Thinking about it, this makes total sense, right? The goal of this function is to return the props to be injected in the component - so Next.js has to wait for its return to know what to inject.

That also means that on the client side, nothing will happen until the function has returned its props. The result of that is a delay in the page transition. Say you are on the home page of our website, and click on a "posts" link that will bring you to our Posts page. Nothing will happen until Posts.getInitialProps returns its posts. Only then, the browser's window will start the page transition and painting the first render.

This might seem like a minor issue. It is, until it's not anymore.

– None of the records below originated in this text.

//! Product Repository

use super::{BaseRepository, RepoError, RepoResult, parse_record_id};
use chrono::Utc;
use shared::models::{Category, Product, ProductCreate, ProductUpdate};
use surrealdb::Surreal;
use surrealdb::engine::local::Db;

const PRODUCT_TABLE: &str = "product";
const CATEGORY_TABLE: &str = "category";

// =============================================================================
// Product Repository
// =============================================================================

#[derive(Clone)]
pub struct ProductRepository {
    base: BaseRepository,
}

impl ProductRepository {
    pub fn new(db: Surreal<Db>) -> Self {
        Self {
            base: BaseRepository::new(db),
        }
    }

    /// Find one page of products, newest first, optionally filtered by category
    ///
    /// Returns the page together with the total number of matching products.
    pub async fn find_page(
        &self,
        category: Option<&str>,
        limit: i32,
        offset: i32,
    ) -> RepoResult<(Vec<Product>, i64)> {
        #[derive(serde::Deserialize)]
        struct CountRow {
            total: i64,
        }

        let mut result = match category {
            Some(raw) => {
                // Stored category references are "table:key" strings
                let category_id = parse_record_id(CATEGORY_TABLE, raw)
                    .map_err(|_| RepoError::MissingReference(format!("Category {} not found", raw)))?;
                self.base
                    .db()
                    .query("SELECT * FROM product WHERE category = $category ORDER BY created_at DESC LIMIT $limit START $offset")
                    .query("SELECT count() AS total FROM product WHERE category = $category GROUP ALL")
                    .bind(("category", category_id.to_string()))
                    .bind(("limit", limit))
                    .bind(("offset", offset))
                    .await?
            }
            None => {
                self.base
                    .db()
                    .query("SELECT * FROM product ORDER BY created_at DESC LIMIT $limit START $offset")
                    .query("SELECT count() AS total FROM product GROUP ALL")
                    .bind(("limit", limit))
                    .bind(("offset", offset))
                    .await?
            }
        };

        let products: Vec<Product> = result.take(0)?;
        let counts: Vec<CountRow> = result.take(1)?;
        let total = counts.into_iter().next().map(|row| row.total).unwrap_or(0);
        Ok((products, total))
    }

    /// Find product by id
    ///
    /// A malformed id is treated the same as an unknown one.
    pub async fn find_by_id(&self, id: &str) -> RepoResult<Option<Product>> {
        let Ok(record_id) = parse_record_id(PRODUCT_TABLE, id) else {
            return Ok(None);
        };
        let product: Option<Product> = self.base.db().select(record_id).await?;
        Ok(product)
    }

    /// Create a new product
    pub async fn create(&self, data: ProductCreate) -> RepoResult<Product> {
        if data.name.trim().is_empty() {
            return Err(RepoError::Validation("name cannot be empty".into()));
        }
        if data.price <= 0.0 {
            return Err(RepoError::Validation("price must be greater than zero".into()));
        }
        if data.stock < 0 {
            return Err(RepoError::Validation("stock cannot be negative".into()));
        }

        let category = match data.category.as_deref() {
            Some(raw) => Some(self.resolve_category(raw).await?),
            None => None,
        };

        let now = Utc::now();
        let product = Product {
            id: None,
            name: data.name,
            description: data.description.unwrap_or_default(),
            price: data.price,
            stock: data.stock,
            category,
            created_at: now,
            updated_at: now,
        };

        let created: Option<Product> = self
            .base
            .db()
            .create(PRODUCT_TABLE)
            .content(product)
            .await?;

        created.ok_or_else(|| RepoError::Database("Failed to create product".to_string()))
    }

    /// Update a product
    pub async fn update(&self, id: &str, data: ProductUpdate) -> RepoResult<Product> {
        let record_id = parse_record_id(PRODUCT_TABLE, id)
            .map_err(|_| RepoError::NotFound(format!("Product {} not found", id)))?;

        if let Some(ref name) = data.name
            && name.trim().is_empty()
        {
            return Err(RepoError::Validation("name cannot be empty".into()));
        }
        if let Some(price) = data.price
            && price <= 0.0
        {
            return Err(RepoError::Validation("price must be greater than zero".into()));
        }
        if let Some(stock) = data.stock
            && stock < 0
        {
            return Err(RepoError::Validation("stock cannot be negative".into()));
        }

        let category = match data.category.as_deref() {
            Some(raw) => Some(self.resolve_category(raw).await?),
            None => None,
        };

        // Build dynamic SET clauses with proper type bindings
        let mut set_parts: Vec<&str> = Vec::new();

        if data.name.is_some() { set_parts.push("name = $name"); }
        if data.description.is_some() { set_parts.push("description = $description"); }
        if data.price.is_some() { set_parts.push("price = $price"); }
        if data.stock.is_some() { set_parts.push("stock = $stock"); }
        if category.is_some() { set_parts.push("category = $category"); }

        if set_parts.is_empty() {
            // No fields to update
            return self
                .find_by_id(id)
                .await?
                .ok_or_else(|| RepoError::NotFound(format!("Product {} not found", id)));
        }

        set_parts.push("updated_at = $updated_at");

        let query_str = format!("UPDATE $id SET {} RETURN AFTER", set_parts.join(", "));

        let mut query = self.base.db().query(&query_str).bind(("id", record_id));

        if let Some(v) = data.name { query = query.bind(("name", v)); }
        if let Some(v) = data.description { query = query.bind(("description", v)); }
        if let Some(v) = data.price { query = query.bind(("price", v)); }
        if let Some(v) = data.stock { query = query.bind(("stock", v)); }
        if let Some(v) = category { query = query.bind(("category", v.to_string())); }
        query = query.bind(("updated_at", Utc::now()));

        let mut result = query.await?;
        let products: Vec<Product> = result.take(0)?;

        products
            .into_iter()
            .next()
            .ok_or_else(|| RepoError::NotFound(format!("Product {} not found", id)))
    }

    /// Hard delete a product
    pub async fn delete(&self, id: &str) -> RepoResult<()> {
        let record_id = parse_record_id(PRODUCT_TABLE, id)
            .map_err(|_| RepoError::NotFound(format!("Product {} not found", id)))?;

        let deleted: Option<Product> = self.base.db().delete(record_id).await?;
        if deleted.is_none() {
            return Err(RepoError::NotFound(format!("Product {} not found", id)));
        }
        Ok(())
    }

    /// Resolve a category reference, verifying the target exists
    async fn resolve_category(&self, raw: &str) -> RepoResult<surrealdb::RecordId> {
        let record_id = parse_record_id(CATEGORY_TABLE, raw)
            .map_err(|_| RepoError::MissingReference(format!("Category {} not found", raw)))?;
        let existing: Option<Category> = self.base.db().select(record_id.clone()).await?;
        if existing.is_none() {
            return Err(RepoError::MissingReference(format!(
                "Category {} not found",
                raw
            )));
        }
        Ok(record_id)
    }
}
//! Order API Handlers
//!
//! 下单流水线: 校验 → 库存聚合 → 持久化。状态与查询接口直达仓库。

use axum::{
    Json,
    extract::{Path, Query, State},
};
use chrono::Utc;
use http::StatusCode;
use serde::{Deserialize, Serialize};

use crate::core::ServerState;
use crate::db::repository::{OrderRepository, RepoError};
use crate::orders::{OrderAggregator, transition, validate_create_order};
use shared::models::{CreateOrderRequest, Order, OrderStatus, UpdateOrderStatusRequest};
use shared::request::{PageQuery, Pagination};
use shared::{ApiResponse, AppError, AppResult, ErrorCode};

/// Query params for listing orders
#[derive(Debug, Deserialize)]
pub struct OrderListQuery {
    /// 所属用户 (必填)
    pub user_id: Option<String>,
    #[serde(default)]
    pub limit: i32,
    #[serde(default)]
    pub offset: i32,
}

/// One page of a user's orders plus pagination metadata
#[derive(Debug, Serialize)]
pub struct OrderListResponse {
    pub orders: Vec<Order>,
    pub pagination: Pagination,
}

/// Map repository errors onto the order error space
fn map_repo_error(err: RepoError) -> AppError {
    match err {
        RepoError::NotFound(msg) => AppError::with_message(ErrorCode::OrderNotFound, msg),
        RepoError::Database(msg) => AppError::database(msg),
    }
}

// =============================================================================
// Order Handlers
// =============================================================================

/// POST /api/orders - 下单
///
/// 校验请求后逐项查询库存聚合价格；任何一项失败则整单失败，什么都不落库。
pub async fn create(
    State(state): State<ServerState>,
    Json(payload): Json<CreateOrderRequest>,
) -> AppResult<(StatusCode, ApiResponse<Order>)> {
    validate_create_order(&payload)?;

    let aggregator = OrderAggregator::new(state.inventory.clone());
    let priced = aggregator.build(&payload.items).await?;

    let order = Order {
        id: None,
        user_id: payload.user_id,
        items: priced.items,
        total_amount: priced.total_amount,
        status: OrderStatus::Pending,
        created_at: Utc::now(),
        updated_at: Utc::now(),
    };

    let repo = OrderRepository::new(state.db.clone());
    let order = repo.create(order).await.map_err(map_repo_error)?;

    Ok((StatusCode::CREATED, ApiResponse::success(order)))
}

/// GET /api/orders/:id - 获取单个订单
pub async fn get_by_id(
    State(state): State<ServerState>,
    Path(id): Path<String>,
) -> AppResult<ApiResponse<Order>> {
    let repo = OrderRepository::new(state.db.clone());
    let order = repo.get_by_id(&id).await.map_err(map_repo_error)?;
    Ok(ApiResponse::success(order))
}

/// PATCH /api/orders/:id/status - 更新订单状态
///
/// 未知目标状态被拒绝，存储的状态保持不变。
pub async fn update_status(
    State(state): State<ServerState>,
    Path(id): Path<String>,
    Json(payload): Json<UpdateOrderStatusRequest>,
) -> AppResult<ApiResponse<Order>> {
    let repo = OrderRepository::new(state.db.clone());
    let current = repo.get_by_id(&id).await.map_err(map_repo_error)?;

    let next = transition(current.status, &payload.status)?;

    let order = repo
        .update_status(&id, next)
        .await
        .map_err(map_repo_error)?;
    Ok(ApiResponse::success(order))
}

/// GET /api/orders?user_id=...&limit=...&offset=... - 按用户分页查询
pub async fn list(
    State(state): State<ServerState>,
    Query(query): Query<OrderListQuery>,
) -> AppResult<ApiResponse<OrderListResponse>> {
    let user_id = query
        .user_id
        .as_deref()
        .map(str::trim)
        .filter(|u| !u.is_empty())
        .ok_or_else(|| AppError::validation("user_id is required"))?;

    let page = PageQuery::new(query.limit, query.offset);
    let limit = page.effective_limit();
    let offset = page.effective_offset();

    let repo = OrderRepository::new(state.db.clone());
    let (orders, total) = repo
        .list_by_user(user_id, limit, offset)
        .await
        .map_err(map_repo_error)?;

    Ok(ApiResponse::success(OrderListResponse {
        orders,
        pagination: Pagination {
            total,
            limit,
            offset,
        },
    }))
}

We ourselves didn't notice this issue for a while. The page transitions felt a bit slow, but we didn't think much about it. Might have been Next that is slow. Or Javascript bloat.

But then, we decided to change our generic loader to use content loaders (SO to create-content-loaders!). As you can see, those content loaders are supposed to look like the page you are loading, so going from the homepage to our posts, we should see a loader looking similar to the list of posts we'd show.

Except we didn't. We'd be seeing the current page's loader. Why? Well, the flow would go as follows:

So what happens? Well, the Posts render doesn't happen until posts are received, so when loading is set to true, whatever current component re-renders into a loading state. In that case, that would be our home page. The real flow was as follow:

Trust me, that was not straight forward to debug!

Solution - spoiler alert: isomorphic is great, but not so real

We now have to think differently on how to fetch our resources depending on wether we are server or client side.

The idea of isomorphism (aka code that runs/renders both on server and client side) is great, but the challenges coming with it are often understated. Next.js is a great proof that isomorphism provides awesome results. But even our simple example is also proof that isomorphism is about a result, not a way.

The result will be to have our components render both on server and client side.

The way to achieve this will be different on server and on client. Extremely rarely you'll be able to render your components on both sides using the exact same patterns.

Ok, let's get back to our example.

To have our posts fetched and rendered on our server, we have no choice but fetching them synchronously, else the HTML sent to the browser would not have the posts.

Technically we can fetch our posts synchronously on our client, but that's not a great UX and not how you'd be fetching your posts if you were doing it only client side.

So first, let's isolate our synchronous fetching to be called only on server side.

Next.js calls getInitialProps with a context object including the HTTP request object when server side. We can then look for this object to check if we are server side or not.

static async getInitialProps({req}) {
  if (req) {
    const posts = await API.getPosts()
    return {posts}
  } else {
    API.getPosts().then( posts => this.setState({posts}) )
    return {}

This would do. We check if req is present, in which case we synchronously call our api and return our posts.

If we're on the client, notice the use of then which doesn't block code execution like await does. We still need to return an empty object.

Of course that implies that our Posts page and our PostsList component need to be able to handle being rendered without posts. For example we can assume that either Posts or PostsList would render a loading screen when posts is undefined.

Conclusion: isomorphic means possible both sides, not same both sides

As I've stated earlier in the post, isomorphism is most about being being able to render your javascript both on server and client, less about doing so the same way.

It is important to be clear about the difference, because like everything else, it is more complex than what is implied in the sales pitch.

Next.js is a great framework by the way, and it makes isomorphic apps so-much-easier. It is simple, easy to learn and flexible to extend to your needs. I'd strongly recommend looking into it for your next React project.